## Task description
Pull every line containing "format" from the listing below.

## Records
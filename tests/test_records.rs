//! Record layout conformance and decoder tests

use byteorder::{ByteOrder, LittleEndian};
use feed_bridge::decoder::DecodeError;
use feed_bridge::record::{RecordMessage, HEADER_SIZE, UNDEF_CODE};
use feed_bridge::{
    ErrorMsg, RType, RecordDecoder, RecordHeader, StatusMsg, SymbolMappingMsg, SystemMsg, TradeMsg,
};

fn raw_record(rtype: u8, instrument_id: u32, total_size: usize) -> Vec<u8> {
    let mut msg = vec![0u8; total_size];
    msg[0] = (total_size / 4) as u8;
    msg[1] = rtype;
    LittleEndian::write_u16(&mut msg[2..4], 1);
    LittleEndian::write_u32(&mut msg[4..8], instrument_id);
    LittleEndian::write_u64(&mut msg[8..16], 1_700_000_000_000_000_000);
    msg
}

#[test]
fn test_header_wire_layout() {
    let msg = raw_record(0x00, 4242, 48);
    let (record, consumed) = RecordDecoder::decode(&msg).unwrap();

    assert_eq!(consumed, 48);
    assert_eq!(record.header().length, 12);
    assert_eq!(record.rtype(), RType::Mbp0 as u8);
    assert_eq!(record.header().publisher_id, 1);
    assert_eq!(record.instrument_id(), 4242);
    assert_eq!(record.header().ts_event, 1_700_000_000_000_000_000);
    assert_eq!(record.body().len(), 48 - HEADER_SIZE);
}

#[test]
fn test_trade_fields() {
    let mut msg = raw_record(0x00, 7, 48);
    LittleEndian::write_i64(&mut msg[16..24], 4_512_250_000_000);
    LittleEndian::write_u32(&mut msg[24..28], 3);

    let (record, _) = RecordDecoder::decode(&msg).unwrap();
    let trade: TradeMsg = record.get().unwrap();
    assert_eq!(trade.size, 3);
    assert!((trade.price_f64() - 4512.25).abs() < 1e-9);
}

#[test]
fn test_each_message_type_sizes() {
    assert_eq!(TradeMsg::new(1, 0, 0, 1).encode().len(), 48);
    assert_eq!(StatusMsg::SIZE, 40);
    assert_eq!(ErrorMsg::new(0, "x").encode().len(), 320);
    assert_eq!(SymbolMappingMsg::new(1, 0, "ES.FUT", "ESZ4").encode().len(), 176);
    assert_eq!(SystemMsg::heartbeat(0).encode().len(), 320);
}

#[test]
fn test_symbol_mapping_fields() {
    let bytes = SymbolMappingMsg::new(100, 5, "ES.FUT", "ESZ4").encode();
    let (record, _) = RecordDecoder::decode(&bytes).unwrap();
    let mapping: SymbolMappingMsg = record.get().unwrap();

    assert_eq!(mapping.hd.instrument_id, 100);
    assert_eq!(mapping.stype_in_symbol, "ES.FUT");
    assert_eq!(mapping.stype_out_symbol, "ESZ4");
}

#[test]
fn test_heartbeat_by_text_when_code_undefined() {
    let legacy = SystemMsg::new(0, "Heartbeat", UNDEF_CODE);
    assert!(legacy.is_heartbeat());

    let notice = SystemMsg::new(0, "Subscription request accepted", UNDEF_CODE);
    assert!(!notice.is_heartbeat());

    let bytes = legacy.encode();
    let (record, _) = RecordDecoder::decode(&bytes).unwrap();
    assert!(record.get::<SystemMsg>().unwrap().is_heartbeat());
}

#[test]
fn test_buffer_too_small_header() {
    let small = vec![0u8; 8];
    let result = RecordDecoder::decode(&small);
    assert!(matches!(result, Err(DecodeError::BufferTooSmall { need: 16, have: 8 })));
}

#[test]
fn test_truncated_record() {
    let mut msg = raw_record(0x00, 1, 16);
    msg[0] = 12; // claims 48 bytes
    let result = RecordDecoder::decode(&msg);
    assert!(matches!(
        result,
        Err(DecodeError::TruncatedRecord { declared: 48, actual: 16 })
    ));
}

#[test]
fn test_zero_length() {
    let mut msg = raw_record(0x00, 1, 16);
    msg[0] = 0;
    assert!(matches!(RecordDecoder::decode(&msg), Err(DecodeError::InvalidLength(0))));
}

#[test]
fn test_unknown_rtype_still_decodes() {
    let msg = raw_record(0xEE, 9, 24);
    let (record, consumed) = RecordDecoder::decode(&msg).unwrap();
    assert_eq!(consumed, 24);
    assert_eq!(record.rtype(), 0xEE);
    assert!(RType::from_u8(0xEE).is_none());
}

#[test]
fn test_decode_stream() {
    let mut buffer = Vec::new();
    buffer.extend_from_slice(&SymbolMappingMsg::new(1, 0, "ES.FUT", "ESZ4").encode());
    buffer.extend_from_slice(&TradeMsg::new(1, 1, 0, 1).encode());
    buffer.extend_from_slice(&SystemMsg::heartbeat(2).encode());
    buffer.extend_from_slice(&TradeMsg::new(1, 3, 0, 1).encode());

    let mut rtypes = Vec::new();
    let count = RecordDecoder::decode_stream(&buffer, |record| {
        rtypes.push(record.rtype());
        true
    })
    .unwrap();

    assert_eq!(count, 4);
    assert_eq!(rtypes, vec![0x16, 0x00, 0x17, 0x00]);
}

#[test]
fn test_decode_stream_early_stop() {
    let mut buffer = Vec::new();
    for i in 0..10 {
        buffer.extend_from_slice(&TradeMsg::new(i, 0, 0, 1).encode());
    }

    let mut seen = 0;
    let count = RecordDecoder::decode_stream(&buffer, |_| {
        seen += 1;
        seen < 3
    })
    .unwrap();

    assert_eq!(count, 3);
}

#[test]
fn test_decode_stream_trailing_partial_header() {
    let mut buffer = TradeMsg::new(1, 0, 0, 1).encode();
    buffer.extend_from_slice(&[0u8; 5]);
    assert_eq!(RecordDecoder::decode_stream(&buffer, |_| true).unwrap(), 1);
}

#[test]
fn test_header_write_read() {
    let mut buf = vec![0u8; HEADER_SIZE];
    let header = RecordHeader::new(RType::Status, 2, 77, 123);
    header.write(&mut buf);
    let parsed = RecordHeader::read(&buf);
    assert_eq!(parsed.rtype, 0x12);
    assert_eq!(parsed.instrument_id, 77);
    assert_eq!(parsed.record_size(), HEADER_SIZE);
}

* * *

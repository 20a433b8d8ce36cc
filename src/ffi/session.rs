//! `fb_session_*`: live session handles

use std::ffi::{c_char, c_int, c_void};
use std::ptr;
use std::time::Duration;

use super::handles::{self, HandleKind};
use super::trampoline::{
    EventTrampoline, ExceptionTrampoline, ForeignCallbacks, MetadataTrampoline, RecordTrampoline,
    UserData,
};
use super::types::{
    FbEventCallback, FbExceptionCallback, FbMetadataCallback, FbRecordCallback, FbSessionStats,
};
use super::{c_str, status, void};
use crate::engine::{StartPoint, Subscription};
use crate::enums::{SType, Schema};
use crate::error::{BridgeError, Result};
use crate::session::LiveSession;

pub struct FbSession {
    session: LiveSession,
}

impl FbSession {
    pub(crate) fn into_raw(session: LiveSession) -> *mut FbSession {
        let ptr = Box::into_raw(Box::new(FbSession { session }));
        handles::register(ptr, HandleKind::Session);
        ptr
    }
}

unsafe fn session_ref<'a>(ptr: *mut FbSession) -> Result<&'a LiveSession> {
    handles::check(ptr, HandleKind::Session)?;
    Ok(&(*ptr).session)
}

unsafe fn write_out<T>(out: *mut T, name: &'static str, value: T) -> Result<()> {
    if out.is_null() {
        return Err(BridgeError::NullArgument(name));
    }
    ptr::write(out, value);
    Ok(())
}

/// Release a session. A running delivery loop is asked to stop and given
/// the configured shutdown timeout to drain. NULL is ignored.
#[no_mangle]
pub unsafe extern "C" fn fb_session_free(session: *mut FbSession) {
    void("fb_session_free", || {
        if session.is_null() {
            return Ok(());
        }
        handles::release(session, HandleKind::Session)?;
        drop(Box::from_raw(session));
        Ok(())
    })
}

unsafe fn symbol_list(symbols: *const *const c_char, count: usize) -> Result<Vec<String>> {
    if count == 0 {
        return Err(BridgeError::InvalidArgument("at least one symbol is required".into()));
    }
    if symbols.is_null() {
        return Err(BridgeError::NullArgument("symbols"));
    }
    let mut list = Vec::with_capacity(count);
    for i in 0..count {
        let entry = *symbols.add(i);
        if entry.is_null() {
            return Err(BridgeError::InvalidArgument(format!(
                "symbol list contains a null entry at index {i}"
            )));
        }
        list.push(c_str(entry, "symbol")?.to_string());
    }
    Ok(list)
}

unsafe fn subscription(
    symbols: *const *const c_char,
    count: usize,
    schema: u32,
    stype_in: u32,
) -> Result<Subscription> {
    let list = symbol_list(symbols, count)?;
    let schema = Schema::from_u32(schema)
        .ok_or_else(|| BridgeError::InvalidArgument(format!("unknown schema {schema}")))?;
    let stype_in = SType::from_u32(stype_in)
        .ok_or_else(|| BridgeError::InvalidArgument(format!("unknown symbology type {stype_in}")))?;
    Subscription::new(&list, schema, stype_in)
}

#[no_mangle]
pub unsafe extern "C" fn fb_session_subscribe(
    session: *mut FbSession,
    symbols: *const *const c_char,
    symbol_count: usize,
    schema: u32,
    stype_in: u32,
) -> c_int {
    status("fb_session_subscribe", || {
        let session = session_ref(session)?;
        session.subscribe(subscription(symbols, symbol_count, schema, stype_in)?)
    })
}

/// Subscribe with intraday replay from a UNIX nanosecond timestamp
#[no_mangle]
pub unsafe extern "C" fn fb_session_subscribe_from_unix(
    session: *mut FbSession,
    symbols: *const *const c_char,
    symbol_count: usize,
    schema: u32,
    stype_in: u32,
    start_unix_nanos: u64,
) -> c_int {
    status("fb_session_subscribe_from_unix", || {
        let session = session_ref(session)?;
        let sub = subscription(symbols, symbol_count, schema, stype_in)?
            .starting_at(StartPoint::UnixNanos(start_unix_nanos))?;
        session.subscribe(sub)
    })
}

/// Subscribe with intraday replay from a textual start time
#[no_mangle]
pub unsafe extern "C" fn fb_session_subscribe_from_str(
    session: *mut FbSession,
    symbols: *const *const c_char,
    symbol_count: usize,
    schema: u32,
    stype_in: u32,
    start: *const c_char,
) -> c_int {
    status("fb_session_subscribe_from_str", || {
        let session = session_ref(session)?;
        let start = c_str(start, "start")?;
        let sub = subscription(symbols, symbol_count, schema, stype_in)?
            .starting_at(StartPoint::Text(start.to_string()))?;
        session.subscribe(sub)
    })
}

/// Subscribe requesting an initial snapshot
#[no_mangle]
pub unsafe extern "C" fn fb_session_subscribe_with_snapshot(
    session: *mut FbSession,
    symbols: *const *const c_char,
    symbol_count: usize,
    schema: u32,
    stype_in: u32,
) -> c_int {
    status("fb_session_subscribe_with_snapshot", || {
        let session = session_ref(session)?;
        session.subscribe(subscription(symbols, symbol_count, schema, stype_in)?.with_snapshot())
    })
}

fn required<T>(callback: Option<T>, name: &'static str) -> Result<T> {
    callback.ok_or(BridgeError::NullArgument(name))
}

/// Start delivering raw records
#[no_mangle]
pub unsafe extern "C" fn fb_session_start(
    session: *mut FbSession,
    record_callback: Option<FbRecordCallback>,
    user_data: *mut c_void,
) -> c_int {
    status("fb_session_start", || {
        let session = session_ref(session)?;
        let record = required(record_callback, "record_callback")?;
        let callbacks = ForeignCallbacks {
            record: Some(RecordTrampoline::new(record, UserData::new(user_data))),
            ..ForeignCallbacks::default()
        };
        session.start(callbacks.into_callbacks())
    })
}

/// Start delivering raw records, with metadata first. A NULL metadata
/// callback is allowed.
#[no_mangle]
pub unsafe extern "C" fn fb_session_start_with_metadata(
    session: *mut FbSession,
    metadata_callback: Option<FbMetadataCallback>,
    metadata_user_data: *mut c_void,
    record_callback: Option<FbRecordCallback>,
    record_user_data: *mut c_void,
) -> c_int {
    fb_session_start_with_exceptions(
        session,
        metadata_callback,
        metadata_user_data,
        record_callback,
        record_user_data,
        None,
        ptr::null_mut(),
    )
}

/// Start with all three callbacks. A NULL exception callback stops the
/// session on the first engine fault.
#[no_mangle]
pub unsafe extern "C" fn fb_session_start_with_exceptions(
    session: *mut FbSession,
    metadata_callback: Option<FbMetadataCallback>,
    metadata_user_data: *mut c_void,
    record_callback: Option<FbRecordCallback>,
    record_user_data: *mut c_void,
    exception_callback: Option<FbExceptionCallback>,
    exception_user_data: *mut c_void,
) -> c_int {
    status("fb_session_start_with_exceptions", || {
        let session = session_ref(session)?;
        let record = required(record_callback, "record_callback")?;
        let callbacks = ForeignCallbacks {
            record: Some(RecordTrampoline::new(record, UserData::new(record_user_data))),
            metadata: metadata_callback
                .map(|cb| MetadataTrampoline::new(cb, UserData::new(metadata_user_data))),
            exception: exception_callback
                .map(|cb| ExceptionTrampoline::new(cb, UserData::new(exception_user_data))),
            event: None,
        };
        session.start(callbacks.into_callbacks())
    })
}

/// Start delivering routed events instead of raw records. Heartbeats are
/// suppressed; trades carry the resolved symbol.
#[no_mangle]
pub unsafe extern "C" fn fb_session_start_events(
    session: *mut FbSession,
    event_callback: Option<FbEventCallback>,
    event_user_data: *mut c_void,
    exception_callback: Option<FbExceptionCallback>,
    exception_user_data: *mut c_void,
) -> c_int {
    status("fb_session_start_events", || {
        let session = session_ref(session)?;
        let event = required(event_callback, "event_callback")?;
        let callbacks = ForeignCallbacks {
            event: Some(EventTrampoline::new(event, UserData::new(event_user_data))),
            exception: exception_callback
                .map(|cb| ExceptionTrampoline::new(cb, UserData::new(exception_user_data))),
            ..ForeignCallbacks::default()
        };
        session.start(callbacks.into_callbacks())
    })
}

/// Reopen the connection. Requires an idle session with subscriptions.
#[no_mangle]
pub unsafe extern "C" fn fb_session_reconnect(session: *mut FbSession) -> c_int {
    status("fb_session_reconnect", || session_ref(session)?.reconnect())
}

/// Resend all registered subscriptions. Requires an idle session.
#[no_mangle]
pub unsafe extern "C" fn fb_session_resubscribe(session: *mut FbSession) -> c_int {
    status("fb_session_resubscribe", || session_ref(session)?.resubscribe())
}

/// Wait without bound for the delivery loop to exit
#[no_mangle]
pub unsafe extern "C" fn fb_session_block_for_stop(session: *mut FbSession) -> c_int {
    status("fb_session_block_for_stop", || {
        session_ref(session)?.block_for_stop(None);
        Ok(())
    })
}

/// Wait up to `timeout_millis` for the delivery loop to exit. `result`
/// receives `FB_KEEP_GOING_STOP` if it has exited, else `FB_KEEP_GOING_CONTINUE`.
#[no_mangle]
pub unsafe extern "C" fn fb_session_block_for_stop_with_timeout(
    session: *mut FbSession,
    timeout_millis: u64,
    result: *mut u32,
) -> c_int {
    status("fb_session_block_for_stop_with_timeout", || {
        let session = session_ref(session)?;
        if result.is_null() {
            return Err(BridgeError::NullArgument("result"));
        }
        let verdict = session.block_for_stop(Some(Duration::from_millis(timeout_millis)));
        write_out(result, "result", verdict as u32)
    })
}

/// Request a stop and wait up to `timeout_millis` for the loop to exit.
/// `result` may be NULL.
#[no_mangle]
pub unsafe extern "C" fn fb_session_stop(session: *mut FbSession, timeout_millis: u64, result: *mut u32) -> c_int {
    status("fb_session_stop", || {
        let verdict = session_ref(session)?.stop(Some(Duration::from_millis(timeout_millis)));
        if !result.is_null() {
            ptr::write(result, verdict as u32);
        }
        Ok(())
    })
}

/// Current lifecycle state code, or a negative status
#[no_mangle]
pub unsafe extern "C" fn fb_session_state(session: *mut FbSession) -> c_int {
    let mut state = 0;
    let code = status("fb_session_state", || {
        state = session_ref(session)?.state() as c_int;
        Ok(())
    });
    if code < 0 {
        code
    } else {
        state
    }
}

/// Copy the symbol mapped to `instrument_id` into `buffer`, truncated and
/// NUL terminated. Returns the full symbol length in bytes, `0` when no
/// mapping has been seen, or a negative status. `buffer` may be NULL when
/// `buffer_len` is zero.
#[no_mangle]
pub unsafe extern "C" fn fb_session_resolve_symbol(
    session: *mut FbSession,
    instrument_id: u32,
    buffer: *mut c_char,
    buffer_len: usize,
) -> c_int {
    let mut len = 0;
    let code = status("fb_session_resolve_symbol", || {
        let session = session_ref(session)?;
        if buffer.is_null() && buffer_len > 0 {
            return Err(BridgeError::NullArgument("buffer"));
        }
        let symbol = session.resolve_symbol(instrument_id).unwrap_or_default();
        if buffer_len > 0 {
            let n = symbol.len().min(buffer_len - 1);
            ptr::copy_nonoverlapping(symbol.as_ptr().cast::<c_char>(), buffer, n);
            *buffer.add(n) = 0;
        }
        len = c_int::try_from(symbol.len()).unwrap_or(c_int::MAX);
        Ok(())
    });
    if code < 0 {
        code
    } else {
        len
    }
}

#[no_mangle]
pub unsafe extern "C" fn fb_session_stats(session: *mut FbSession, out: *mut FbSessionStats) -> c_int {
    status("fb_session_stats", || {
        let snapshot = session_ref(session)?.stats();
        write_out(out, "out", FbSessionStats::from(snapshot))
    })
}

## Response below
            return Err(BridgeError::InvalidArgument(format!(
        .ok_or_else(|| BridgeError::InvalidArgument(format!("unknown schema {schema}")))?;
        .ok_or_else(|| BridgeError::InvalidArgument(format!("unknown symbology type {stype_in}")))?;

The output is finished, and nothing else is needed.